[Records from a dataset]
=== Section Start ===

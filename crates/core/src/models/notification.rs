use chrono::{DateTime, Utc};
use serde::{Deserialize, Serialize};
use uuid::Uuid;

/// A notification record written after a successful mutation. Audience is
/// scoped by department and batch; a row with neither set is a broadcast
/// (auditorium bookings). Delivery is a collaborator's concern; this core
/// only appends and lists.
#[derive(Debug, Clone, PartialEq, Serialize, Deserialize)]
pub struct Notification {
    pub id: Uuid,
    pub department_id: Option<Uuid>,
    pub batch: Option<String>,
    pub title: String,
    pub content: String,
    pub notification_type: String,
    pub created_at: DateTime<Utc>,
}

#[derive(Debug, Clone, Serialize, Deserialize)]
pub struct ListNotificationsResponse {
    pub notifications: Vec<Notification>,
}

/// The kind of timetable change being announced to students.
#[derive(Debug, Clone, Copy, PartialEq, Eq)]
pub enum ChangeKind {
    Created,
    Updated,
    Deleted,
}

impl ChangeKind {
    pub fn title(&self) -> &'static str {
        match self {
            ChangeKind::Created => "New Class Added",
            ChangeKind::Updated => "Class Rescheduled",
            ChangeKind::Deleted => "Class Removed",
        }
    }

    pub fn content(&self, subject: &str) -> String {
        match self {
            ChangeKind::Created => {
                format!("New class {subject} has been added to your timetable.")
            }
            ChangeKind::Updated => format!("Class {subject} has been rescheduled."),
            ChangeKind::Deleted => {
                format!("Class {subject} has been removed from your timetable.")
            }
        }
    }

    pub fn notification_type(&self) -> &'static str {
        match self {
            ChangeKind::Created => "timetable_created",
            ChangeKind::Updated => "timetable_updated",
            ChangeKind::Deleted => "timetable_deleted",
        }
    }
}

=== Section End ===

GOAL OF THE EXERCISE: Your answer should be exactly the lines of the data above, from the first through the line containing "pub struct ListNotificationsResponse".

RESPONSE TO THE TASK:
filename crates/core/src/models/notification.rs
use chrono::{DateTime, Utc};
use serde::{Deserialize, Serialize};
use uuid::Uuid;

/// A notification record written after a successful mutation. Audience is
/// scoped by department and batch; a row with neither set is a broadcast
/// (auditorium bookings). Delivery is a collaborator's concern; this core
/// only appends and lists.
#[derive(Debug, Clone, PartialEq, Serialize, Deserialize)]
pub struct Notification {
    pub id: Uuid,
    pub department_id: Option<Uuid>,
    pub batch: Option<String>,
    pub title: String,
    pub content: String,
    pub notification_type: String,
    pub created_at: DateTime<Utc>,
}

#[derive(Debug, Clone, Serialize, Deserialize)]
pub struct ListNotificationsResponse {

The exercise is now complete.